Истоки. Книга 2 | страница 58
Последним Берия доложил о Валдаеве, бывшем заместителе начальника Генерального штаба.
XV
О германском вторжении Степан Валдаев узнал в одиночной камере Лефортовской тюрьмы. Настроение подавленности сменилось лихорадочным ожиданием перемен, как всегда, неизбежно вызываемых войной. Надежда на скорый исход сжигала его неутолимым огнем. Прибавился еще один источник страдания: он не знал, как идет война, не мог принять в ней участия. Таким образом, вся его жизнь, предшествовавшая войне, становилась бессмысленной, если он не мог воевать. Ходил по камере от дверей до плесневелой стены, придумывал и разыгрывал в уме различные, вероятные с его точки зрения комбинации на фронтах. Вспоминал знакомых генералов, представлял себя на их месте в боях.
«Ну, Валдаев, война велит забыть личные обиды. Идите на фронт», – что-то похожее ждал он услышать, войдя в кабинет следователя. Впервые отбросил он свою моральную броню – гордое упрямство решившегося скорее умереть, чем унизиться до боязни, до лжи, до жажды мести или милости. Со спокойствием хорошо воспитанного человека взглянул он в лицо носатого старшего лейтенанта Госбезопасности, напоминавшего голодного грача.
Этот взгляд возмутил следователя, как взятка.
– Ну?
– Прошу передать мою просьбу Сталину отпустить меня на фронт.
Большим и указательным пальцем следователь пригнул свой длинный нос к тонкой губе, с нежданной ласково-игривой гундосостью подвел итог глубокому раздумью.
– Знаешь, не выйдет у тебя – сбежать к Гитлеру.
За год они изучили и измучили друг друга, как связанные одной цепью. Старший лейтенант не видел источника стойкости Валдаева, он только чувствовал его превосходство и ненавидел его до слез.
Честолюбиво, страстно мечтал следователь о подвиге: раскрывает дьявольский заговор, во главе которого стоит какая-то крупная личность. Народ благодарит его…
– А ведь ты, Степан Петрович, хорошую идею обронил насчет фронта-то. Разматывай клубочек, авось-небось пошлют на фронт рядовым, а?
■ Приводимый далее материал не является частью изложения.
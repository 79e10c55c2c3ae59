//! In-memory registry of every buzzer the hub knows about.
//!
//! The registry is the single source of truth for device records.  Entries
//! are only ever added through [`DeviceRegistry::merge`], which never
//! replaces a record that is already present, and attributes only change
//! through the named update operations (`set_status`, `rename`, `touch`,
//! `relocate`).
//!
//! Callers always receive cloned snapshots; nothing outside the registry
//! holds a mutable reference to a [`Device`].

use std::collections::HashMap;
use std::net::IpAddr;

use buzzer_core::{Device, DeviceId, DeviceStatus, UNKNOWN_DEVICE_NAME};
use chrono::{DateTime, Utc};

/// Map from device id to device record.
///
/// Stored behind a `tokio::sync::Mutex` by the manager so that discovery
/// merges, status updates from the event pump, and caller queries are
/// serialized.
#[derive(Debug, Default)]
pub struct DeviceRegistry {
    devices: HashMap<DeviceId, Device>,
}

impl DeviceRegistry {
    pub fn new() -> Self {
        Self::default()
    }

    /// Inserts `device` unless it is already known, and returns the record
    /// the registry holds for it.
    ///
    /// A device is already known when its id is present, or when another
    /// record carries the same (non-empty) hardware address.  A known id is
    /// returned untouched.  A hardware-address match keeps its id, name and
    /// status but is [relocated](Self::relocate) to the address the sweep
    /// found it at, so a buzzer that changed its DHCP lease stays reachable.
    pub fn merge(&mut self, device: Device) -> Device {
        if let Some(existing) = self.devices.get(&device.id) {
            return existing.clone();
        }
        let known = self.find_by_mac(&device.mac).map(|existing| existing.id);
        if let Some(moved) = known.and_then(|id| self.relocate(id, device.ip, device.last_seen)) {
            return moved;
        }
        self.devices.insert(device.id, device.clone());
        device
    }

    /// Moves a known device to `ip` and records it as seen at `seen_at`.
    ///
    /// Returns the updated record, or `None` for an unknown id.
    pub fn relocate(&mut self, id: DeviceId, ip: IpAddr, seen_at: DateTime<Utc>) -> Option<Device> {
        let device = self.devices.get_mut(&id)?;
        device.ip = ip;
        device.last_seen = seen_at;
        Some(device.clone())
    }

    /// Returns a snapshot of all devices.
    pub fn all(&self) -> Vec<Device> {
        self.devices.values().cloned().collect()
    }

    pub fn get(&self, id: DeviceId) -> Option<&Device> {
        self.devices.get(&id)
    }

    pub fn len(&self) -> usize {
        self.devices.len()
    }

    pub fn is_empty(&self) -> bool {
        self.devices.is_empty()
    }

    /// Updates the status of a known device; unknown ids are ignored.
    pub fn set_status(&mut self, id: DeviceId, status: DeviceStatus) {
        if let Some(device) = self.devices.get_mut(&id) {
            device.status = status;
        }
    }

    /// Renames a known device.  Returns `false` for an unknown id.
    pub fn rename(&mut self, id: DeviceId, name: &str) -> bool {
        match self.devices.get_mut(&id) {
            Some(device) => {
                device.name = name.to_string();
                true
            }
            None => false,
        }
    }

    /// Records that the device was seen alive at `at`.
    pub fn touch(&mut self, id: DeviceId, at: DateTime<Utc>) {
        if let Some(device) = self.devices.get_mut(&id) {
            device.last_seen = at;
        }
    }

    /// Display name of `id`, or `"Unknown"` when the id is not registered.
    pub fn name_of(&self, id: DeviceId) -> String {
        self.devices
            .get(&id)
            .map(|device| device.name.clone())
            .unwrap_or_else(|| UNKNOWN_DEVICE_NAME.to_string())
    }

    fn find_by_mac(&self, mac: &str) -> Option<&Device> {
        if mac.is_empty() {
            return None;
        }
        self.devices.values().find(|device| device.mac == mac)
    }
}
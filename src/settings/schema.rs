//! Settings schema definitions for kdbg.
//!
//! All settings structs use `#[serde(default)]` to allow partial configuration files.
//! Missing fields are filled with sensible defaults.

use serde::{Deserialize, Serialize};
use std::collections::HashMap;

/// Root settings structure.
///
/// Loaded from `~/.kdbg/settings.toml` with environment variable interpolation support.
/// Version field enables future migrations.
#[derive(Debug, Clone, Serialize, Deserialize)]
#[serde(default)]
pub struct KdbgSettings {
    /// Schema version for migrations
    pub version: u32,

    pub logging: LoggingSettings,

    /// Debug endpoint to connect to
    pub connection: ConnectionSettings,

    /// Saved debugger state
    pub state: StateSettings,

    /// Hashing and temp-file parameters per engine, used before the kernel
    /// reports its own
    #[serde(default)]
    pub engines: HashMap<String, EngineSettings>,
}

#[derive(Debug, Clone, Serialize, Deserialize)]
#[serde(default)]
pub struct LoggingSettings {
    /// Log level: "error" | "warn" | "info" | "debug" | "trace"
    pub level: String,
}

#[derive(Debug, Clone, Serialize, Deserialize)]
#[serde(default)]
pub struct ConnectionSettings {
    /// `host:port` of a Content-Length framed debug endpoint
    pub address: String,

    /// Engine identifier (kernel name)
    pub kernel_name: String,

    /// Display name of the kernel session
    pub name: String,

    /// Document the kernel belongs to
    pub path: String,

    /// Per-command deadline in the CLI
    pub request_timeout_secs: u64,
}

#[derive(Debug, Clone, Serialize, Deserialize)]
#[serde(default)]
pub struct StateSettings {
    /// Where `save` and `load` read and write the debugger state.
    /// Defaults to `~/.kdbg/state.json`.
    #[serde(skip_serializing_if = "Option::is_none")]
    pub path: Option<String>,

    /// Start the debugger on connect when the kernel has not started it
    pub auto_start: bool,
}

/// Identity parameters for one engine.
#[derive(Debug, Clone, PartialEq, Eq, Serialize, Deserialize)]
#[serde(default)]
pub struct EngineSettings {
    /// Only "Murmur2" is supported
    pub hash_method: String,
    pub hash_seed: u32,
    pub tmp_file_prefix: String,
    pub tmp_file_suffix: String,
}

// =============================================================================
// Default implementations
// =============================================================================

impl Default for KdbgSettings {
    fn default() -> Self {
        Self {
            version: 1,
            logging: LoggingSettings::default(),
            connection: ConnectionSettings::default(),
            state: StateSettings::default(),
            engines: HashMap::new(),
        }
    }
}

impl Default for LoggingSettings {
    fn default() -> Self {
        Self {
            level: "warn".to_string(),
        }
    }
}

impl Default for ConnectionSettings {
    fn default() -> Self {
        Self {
            address: "127.0.0.1:5678".to_string(),
            kernel_name: "python3".to_string(),
            name: "kernel".to_string(),
            path: String::new(),
            request_timeout_secs: 30,
        }
    }
}

impl Default for StateSettings {
    fn default() -> Self {
        Self {
            path: None,
            auto_start: true,
        }
    }
}

impl Default for EngineSettings {
    fn default() -> Self {
        Self {
            hash_method: "Murmur2".to_string(),
            hash_seed: 0,
            tmp_file_prefix: String::new(),
            tmp_file_suffix: ".py".to_string(),
        }
    }
}

#[cfg(test)]
mod tests {
    use super::*;

    #[test]
    fn test_default_settings() {
        let settings = KdbgSettings::default();
        assert_eq!(settings.version, 1);
        assert_eq!(settings.logging.level, "warn");
        assert_eq!(settings.connection.kernel_name, "python3");
        assert_eq!(settings.connection.request_timeout_secs, 30);
        assert!(settings.state.auto_start);
        assert!(settings.engines.is_empty());
    }

    #[test]
    fn test_parse_minimal_toml() {
        let toml = r#"
            version = 1
            [connection]
            address = "10.0.0.2:9000"

            [engines.python3]
            hash_seed = 3339675911
            tmp_file_prefix = "/tmp/ipykernel_7/"
        "#;

        let settings: KdbgSettings = toml::from_str(toml).unwrap();
        assert_eq!(settings.connection.address, "10.0.0.2:9000");
        // Defaults should fill in missing fields
        assert_eq!(settings.connection.kernel_name, "python3");
        let engine = &settings.engines["python3"];
        assert_eq!(engine.hash_method, "Murmur2");
        assert_eq!(engine.hash_seed, 3339675911);
        assert_eq!(engine.tmp_file_suffix, ".py");
    }

    #[test]
    fn test_serialize_settings() {
        let settings = KdbgSettings::default();
        let toml_str = toml::to_string_pretty(&settings).unwrap();
        assert!(toml_str.contains("version = 1"));
        assert!(toml_str.contains("[connection]"));
    }
}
Валдаев стоял на своих мускулистых длинных ногах. Молчал, как месяц, полгода назад…
Поначалу он снисходил до наивного заблуждения следователя, пока не взяли его за горло мертвой хваткой. Шестеренки втягивали его в машину, чтобы перемолоть. В одну из ночей вспомнилось: мать, молодая, веселая, попала юбкой в привод молотилки, содрало вместе с ситцем кожу с ног, и убежала она за омет, вся в кровавых лентах…
Он отвердел в непреклонной решимости, не оговорив себя, умереть, если так придется. О невинно загубленных знал еще на воле, когда ЦК снимал с работы наркома Ежова. Но тюрьма оказывает неожиданное влияние даже на самых стойких: начинают думать, не виноваты ли они? Валдаев допускал, что с ним произошло недоразумение, очень серьезное и опасное. Он не был наивен, знал, что стечения обстоятельств могут погубить любого человека, даже самого честнейшего. Совпавшие в определенное время некоторые факты выглядят наиубедительнейшей правдой, возвеличивая человека или роняя его. Валдаев, работая много лет в Генеральном штабе, не был простаком и в делах разведки.